Yesterday my son called to check in and talk alligators,
fishing and baseball. While we were at it he wanted to rebalance his 401k as
his company made changes in the offerings available to him. After some
discussion we settled on a mix of large value stocks, Europe and Energy. I’m not
a huge fan of domestic blue chips right now but he is 24 and will be dollar
cost averaging on a bi-weekly basis for many years so I can live with them in
his portfolio. The other funds were the cheapest asset classes available to us
in the mix. Had there been a real estate or bank stock fund we would have
allocated to those beaten up sectors as well. I am trying to build a portfolio
of the cheapest assets available so that over time he benefits from the
inevitable long term reversion to the mean. If the world doesn’t end he will do
very well with this approach.
I talked yesterday about how cheap I think real estate is
from the perspective of a long term investor. I have also talked at length this
year about energy and the cheap assets available in that sector. Both of these
continue to be true. I have talked a little about Europe and have been a buyer
of selected large European financials like Royal Bank of Scotland (RBS) and
Aegon (AEG). I have hinted about Europe
a few time and even suggested that ETFs for Spain and Italy might be a
reasonable speculation. When I look at
cheap assets around the world the simple truth is that Europe is cheap and has
to be considered by long term patient investors.
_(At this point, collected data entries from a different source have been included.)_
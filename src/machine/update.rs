use std::collections::BTreeMap;
use std::path::{Path, PathBuf};

use anyhow::Result;

use status::{Status, StatusChange};
use workflow::Workflow;

use crate::checker::{Checker, Correction, MalformedOutput, AFTER_CAL, ON_THE_FLY};
use crate::exec;
use crate::fs::Fs;
use crate::job::Job;
use crate::joblog::{Action, JobLog};
use crate::queue::{QueueClient, QueueSnapshot};

use super::transition;

/// What one job's update produced.
#[derive(Debug, Clone, Default, PartialEq, Eq)]
pub struct Outcome {
    pub change: Option<StatusChange>,
    /// new consecutive queue-miss count; `Some(0)` clears it, `None` leaves it alone
    pub misses: Option<u32>,
}

impl Outcome {
    fn changed(change: StatusChange) -> Self {
        Self {
            change: Some(change),
            misses: Some(0),
        }
    }

    fn unchanged() -> Self {
        Self::default()
    }
}

/// Advances jobs along the state machine, one bucket at a time.
pub struct Updater<'a> {
    fs: &'a Fs,
    workflow: &'a Workflow,
    queue: &'a QueueClient,
    snapshot: &'a QueueSnapshot,
    misses: &'a BTreeMap<PathBuf, u32>,
    miss_limit: u32,
}

impl<'a> Updater<'a> {
    pub fn new(
        fs: &'a Fs,
        workflow: &'a Workflow,
        queue: &'a QueueClient,
        snapshot: &'a QueueSnapshot,
        misses: &'a BTreeMap<PathBuf, u32>,
        miss_limit: u32,
    ) -> Self {
        Self {
            fs,
            workflow,
            queue,
            snapshot,
            misses,
            miss_limit,
        }
    }

    /// Handle one job currently filed under `status`.
    /// Statuses with nothing to do this cycle yield an empty outcome.
    pub fn update(&self, path: &Path, status: &Status) -> Result<Outcome> {
        if !matches!(
            status,
            Status::Running | Status::Error | Status::Killed | Status::SubDirCal | Status::Done
        ) {
            return Ok(Outcome::unchanged());
        }
        let job = Job::new(self.fs, self.workflow, path)?;
        match status {
            Status::Running => self.update_running(&job),
            Status::Error => self.update_error(&job),
            Status::Killed => self.update_killed(&job),
            Status::SubDirCal => self.update_sub_dir_cal(&job),
            _ => self.update_done(&job),
        }
    }

    /// Finished jobs get the full check, running ones the on-the-fly one.
    /// A job the queue has lost is tolerated for a few cycles.
    fn update_running(&self, job: &Job) -> Result<Outcome> {
        let log = job.log();
        if job.is_completed()? {
            if Checker::resolve(AFTER_CAL, job).check()?.is_some() {
                return Ok(Outcome::changed(StatusChange::new(
                    job.path(),
                    Status::Running,
                    Status::Error,
                )));
            }
            let change = transition(job, &log, Status::Running, Status::Done, "")?;
            return Ok(Outcome::changed(change));
        }

        if Checker::resolve(ON_THE_FLY, job).check()?.is_some() {
            return Ok(Outcome::changed(StatusChange::new(
                job.path(),
                Status::Running,
                Status::Error,
            )));
        }

        let present = match job.queue_id()? {
            Some(id) => self.snapshot.contains(&job.stage().queue.query, &id),
            None => Some(false),
        };
        match present {
            Some(true) => Ok(Outcome {
                change: None,
                misses: Some(0),
            }),
            None => Ok(Outcome::unchanged()),
            Some(false) => {
                let misses = self.misses.get(job.path()).copied().unwrap_or(0) + 1;
                if misses < self.miss_limit {
                    log::info!("{:?} missing from queue ({}/{})", job.path(), misses, self.miss_limit);
                    return Ok(Outcome {
                        change: None,
                        misses: Some(misses),
                    });
                }
                log.write(
                    Action::Manual,
                    &format!("gone from the queue without finishing ({misses} checks)"),
                )?;
                let change = transition(job, &log, Status::Running, Status::Manual, "lost")?;
                Ok(Outcome::changed(change))
            }
        }
    }

    /// Make sure the queue stops the job before its files are touched.
    fn update_error(&self, job: &Job) -> Result<Outcome> {
        let log = job.log();
        let tag = job.read_tag(&Status::Error)?;
        if let Some(id) = job.queue_id()? {
            if self.snapshot.contains(&job.stage().queue.query, &id) != Some(false) {
                self.queue.kill(job, &id)?;
            }
        }
        let change = transition(job, &log, Status::Error, Status::Killed, &tag)?;
        Ok(Outcome::changed(change))
    }

    fn update_killed(&self, job: &Job) -> Result<Outcome> {
        let log = job.log();
        let tag = job.read_tag(&Status::Killed)?;
        let checker = Checker::resolve(&tag, job);
        if checker.is_null() {
            log::info!("{:?}: no checker registered for '{}'", job.path(), tag);
        }
        let change = match checker.correct()? {
            Correction::Fixed => transition(job, &log, Status::Killed, Status::Ready, "")?,
            Correction::NotFixed => {
                log.write(Action::Manual, &format!("'{tag}' could not be corrected"))?;
                transition(job, &log, Status::Killed, Status::Manual, &tag)?
            }
            Correction::AlreadyHandled => {
                let now = status::classify(job.path())?;
                StatusChange::new(job.path(), Status::Killed, now)
            }
        };
        Ok(Outcome::changed(change))
    }

    /// The stage's driver manages the sub-directory jobs and flips the
    /// parent's sentinel itself once they are all done.
    fn update_sub_dir_cal(&self, job: &Job) -> Result<Outcome> {
        let log = job.log();
        let Some(cmd) = &job.stage().sub_dir_cal_cmd else {
            log.write(Action::Manual, "no sub_dir_cal_cmd for this stage")?;
            let change = transition(job, &log, Status::SubDirCal, Status::Manual, "")?;
            return Ok(Outcome::changed(change));
        };
        let output = exec::run_cmd(cmd, job.path())?;
        if !output.success() {
            log.write(
                Action::Manual,
                &format!("`{cmd}` failed with {}: {}", output.status, output.stderr.trim()),
            )?;
            let change = transition(job, &log, Status::SubDirCal, Status::Manual, "")?;
            return Ok(Outcome::changed(change));
        }
        let now = status::classify(job.path())?;
        if now == Status::SubDirCal {
            Ok(Outcome::unchanged())
        } else {
            Ok(Outcome::changed(StatusChange::new(job.path(), Status::SubDirCal, now)))
        }
    }

    /// Optional cleanup and analysis of a finished job.
    fn update_done(&self, job: &Job) -> Result<Outcome> {
        let stage = job.stage();
        if !stage.has_post_processing() {
            return Ok(Outcome::unchanged());
        }
        let log = job.log();
        for name in &stage.remove_after_cal {
            if self.fs.remove_if_exists(job.file(name))? {
                log.write(Action::Remove, name)?;
            }
        }
        let ok = match &stage.post_process_command {
            Some(cmd) => {
                let output = exec::run_cmd(cmd, job.path())?;
                if !output.success() {
                    log::warn!("{:?}: `{}` failed with {}", job.path(), cmd, output.status);
                }
                output.success()
            }
            None => true,
        };
        let to = if ok {
            Status::DoneCleanedAnalyzed
        } else {
            Status::DoneFailedToCleanAnalyze
        };
        Ok(Outcome::changed(transition(job, &log, Status::Done, to, "")?))
    }

    /// Park a job whose update failed; see [`park`].
    pub fn fault(&self, path: &Path, from: &Status, err: &anyhow::Error) -> Result<StatusChange> {
        park(self.fs, path, from, err)
    }
}

/// Force a job into `manual` after an error nobody could handle. If a
/// malformed output file caused it, a copy is kept next to it as
/// `<file>.manual_debug`.
pub fn park(fs: &Fs, path: &Path, from: &Status, err: &anyhow::Error) -> Result<StatusChange> {
    let log = JobLog::new(fs, path);
    if let Some(malformed) = err.downcast_ref::<MalformedOutput>() {
        let mut debug = malformed.file.clone().into_os_string();
        debug.push(".manual_debug");
        if malformed.file.is_file() {
            fs.copy(&malformed.file, &debug)?;
        }
    }
    log.write(Action::Manual, &format!("{err:#}"))?;

    fs.write_file(path.join("__manual__"), &format!("{err:#}\n"))?;
    if let Some(old) = from.file_name() {
        if old != "__manual__" {
            fs.remove_if_exists(path.join(old))?;
        }
    }
    log.write(Action::Transition, &format!("{from} -> manual"))?;
    Ok(StatusChange::new(path, from.clone(), Status::Manual))
}

#[cfg(test)]
mod test {
    use super::*;
    use crate::job::test::workflow;
    use std::fs;
    use std::time::Duration;
    use tempfile::tempdir;

    struct Fixture {
        _dir: tempfile::TempDir,
        fs: Fs,
        wf: Workflow,
        queue: QueueClient,
        snapshot: QueueSnapshot,
        misses: BTreeMap<PathBuf, u32>,
        job: PathBuf,
    }

    impl Fixture {
        fn new(extra: &str, files: &[(&str, &str)]) -> Result<Self> {
            let dir = tempdir()?;
            let job = dir.path().join("Si/step_1_opt");
            fs::create_dir_all(&job)?;
            for (name, text) in files {
                fs::write(job.join(name), text)?;
            }
            let mut snapshot = QueueSnapshot::default();
            snapshot.insert("echo 7", Some("7\n".to_owned()));
            Ok(Self {
                fs: Fs::new(dir.path(), false),
                _dir: dir,
                wf: workflow(extra)?,
                queue: QueueClient::new(0, Duration::ZERO),
                snapshot,
                misses: BTreeMap::new(),
                job,
            })
        }

        fn updater(&self) -> Updater<'_> {
            Updater::new(&self.fs, &self.wf, &self.queue, &self.snapshot, &self.misses, 3)
        }

        fn update(&self, status: Status) -> Result<Outcome> {
            self.updater().update(&self.job, &status)
        }
    }

    #[test]
    fn test_completed_with_too_few_bands_goes_to_error() -> Result<()> {
        let f = Fixture::new(
            "",
            &[
                ("INCAR", "NBANDS = 12\n"),
                ("__running__", ""),
                ("out", "  TOO FEW BANDS\n"),
                ("vasp.out", ""),
                ("vasp.err", ""),
            ],
        )?;
        let outcome = f.update(Status::Running)?;
        assert_eq!(
            Some(StatusChange::new(&f.job, Status::Running, Status::Error)),
            outcome.change
        );
        assert_eq!(Status::Error, status::classify(&f.job)?);
        assert_eq!("too_few_bands", fs::read_to_string(f.job.join("__error__"))?);
        Ok(())
    }

    #[test]
    fn test_clean_finish_is_done() -> Result<()> {
        let f = Fixture::new(
            "",
            &[
                ("INCAR", ""),
                ("__running__", ""),
                ("OUTCAR", "General timing and accounting informations for this job:"),
                ("vasp.out", ""),
                ("vasp.err", ""),
            ],
        )?;
        f.update(Status::Running)?;
        assert_eq!(Status::Done, status::classify(&f.job)?);
        Ok(())
    }

    #[test]
    fn test_queue_misses() -> Result<()> {
        let mut f = Fixture::new(
            "",
            &[("INCAR", ""), ("__running__", ""), ("job_id", "Submitted batch job 7\n")],
        )?;
        // still queued:
        assert_eq!(Some(0), f.update(Status::Running)?.misses);

        fs::write(f.job.join("job_id"), "Submitted batch job 8\n")?;
        assert_eq!(Some(1), f.update(Status::Running)?.misses);
        f.misses.insert(f.job.clone(), 2);
        let outcome = f.update(Status::Running)?;
        assert_eq!(Some(Status::Manual), outcome.change.map(|c| c.to));
        assert_eq!(Status::Manual, status::classify(&f.job)?);
        Ok(())
    }

    #[test]
    fn test_error_is_killed_then_corrected() -> Result<()> {
        let f = Fixture::new(
            "",
            &[
                ("INCAR", "ISMEAR = -5\n"),
                ("__error__", "tetirr"),
                ("job_id", "Submitted batch job 7\n"),
                ("out", "Routine TETIRR needs special values"),
            ],
        )?;
        f.update(Status::Error)?;
        assert_eq!(Status::Killed, status::classify(&f.job)?);
        assert_eq!("tetirr", fs::read_to_string(f.job.join("__killed__"))?);
        assert!(fs::read_to_string(f.job.join("htc_job.log"))?.contains("[kill] `true 7`"));

        f.update(Status::Killed)?;
        assert_eq!(Status::Ready, status::classify(&f.job)?);
        Ok(())
    }

    #[test]
    fn test_unregistered_tag_goes_manual() -> Result<()> {
        let f = Fixture::new("", &[("INCAR", ""), ("__killed__", "cosmic_ray")])?;
        let outcome = f.update(Status::Killed)?;
        assert_eq!(Some(Status::Manual), outcome.change.map(|c| c.to));
        assert_eq!(Status::Manual, status::classify(&f.job)?);
        Ok(())
    }

    #[test]
    fn test_retry_ceiling_goes_manual() -> Result<()> {
        let f = Fixture::new(
            "max_error_times = 1",
            &[("INCAR", "ISMEAR = -5\n"), ("__killed__", "tetirr")],
        )?;
        fs::create_dir_all(f.job.join("error_folder/error_1"))?;
        f.update(Status::Killed)?;
        assert_eq!(Status::Manual, status::classify(&f.job)?);
        assert_eq!("ISMEAR = -5\n", fs::read_to_string(f.job.join("INCAR"))?);
        Ok(())
    }

    #[test]
    fn test_done_post_processing() -> Result<()> {
        let f = Fixture::new(
            "remove_after_cal = WAVECAR\npost_process_command = test -f OUTCAR",
            &[("INCAR", ""), ("__done__", ""), ("WAVECAR", "big")],
        )?;
        f.update(Status::Done)?;
        assert!(!f.job.join("WAVECAR").exists());
        assert_eq!(Status::DoneFailedToCleanAnalyze, status::classify(&f.job)?);
        Ok(())
    }

    #[test]
    fn test_sub_dir_cal() -> Result<()> {
        let f = Fixture::new(
            "sub_dir_cal_cmd = touch __done__ && rm __sub_dir_cal__",
            &[("INCAR", ""), ("__sub_dir_cal__", "")],
        )?;
        let outcome = f.update(Status::SubDirCal)?;
        assert_eq!(Some(Status::Done), outcome.change.map(|c| c.to));
        Ok(())
    }

    #[test]
    fn test_fault_keeps_debug_copy() -> Result<()> {
        let f = Fixture::new(
            "",
            &[
                ("INCAR", "NBANDS = 12\n"),
                ("__killed__", "too_few_bands"),
                ("OUTCAR", "NBANDS= ****\n"),
            ],
        )?;
        let updater = f.updater();
        let err = updater.update(&f.job, &Status::Killed).unwrap_err();
        let change = updater.fault(&f.job, &Status::Killed, &err)?;
        assert_eq!(Status::Manual, change.to);
        assert_eq!(Status::Manual, status::classify(&f.job)?);
        assert!(!f.job.join("__killed__").exists());
        assert!(f.job.join("OUTCAR.manual_debug").is_file());
        Ok(())
    }
}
The losses in European markets have been fairly substantial
and this is creating compelling investments opportunities for long term
investors. This is not a clarion call that Europe has bottomed and should be
bought with abandon. The financial situation in the old world is still a mess
and despite positive rhetoric form financial leaders no clear solution has
emerged. The markets will still be news driven and extraordinarily volatile in
my opinion. However buying during periods of great turmoil has been a
successful strategy for long term investors as long as there have been markets.
I thought it might be helpful to look at what some of the
leading value oriented European funds have been doing during these volatile
times. One of the more successful finds has been the Royce Europe Small Cap
Fund. Even after a 20% loss in 2011 the fund has one of the best 3 and 5 year
returns in the class. The fund has the bulk of its assets in the northern
European nations that have fared much better than the troubled southern sunny
European nations. They are heavy in Germany and the UK and very light in
financially stressed nations like Spain, Ireland and Portugal. Fund manager
David Nadel recently told the LA Times that he is looking for companies that
sell their products globally with an emphasis on those that have significant
exposure to emerging markets. Two stocks
he highlighted were Pfeiffer (PFFVF), a semiconductor company and Victrex PLC
(VTXPF) a UK plastics company. The funds top sectors are healthcare, and
technology.
That also seems to be the approach favored by the value
investors at Mutual European fund, the Franklin Templeton (BEN) offering that
traces its roots back to Michael Price, Max Heine and the roots of value
investing. The majority of the fund is in the UK, France, Germany and Switzerland
with limited exposure to the more troubled nations. Top holdings are large
multinational companies like Vodaphone (VOD), British American Tobacco (BTI)
and Royal Dutch Shell (RDS-A).
Europe is a mess and it is probably not going to be pretty
again anytime soon. However there is an opportunity to buy ugly and prosper
over time. Along with real estate and energy Europe is cheap on historical
measures and should provide very attractive long term returns for patient
investors who can stomach the volatility.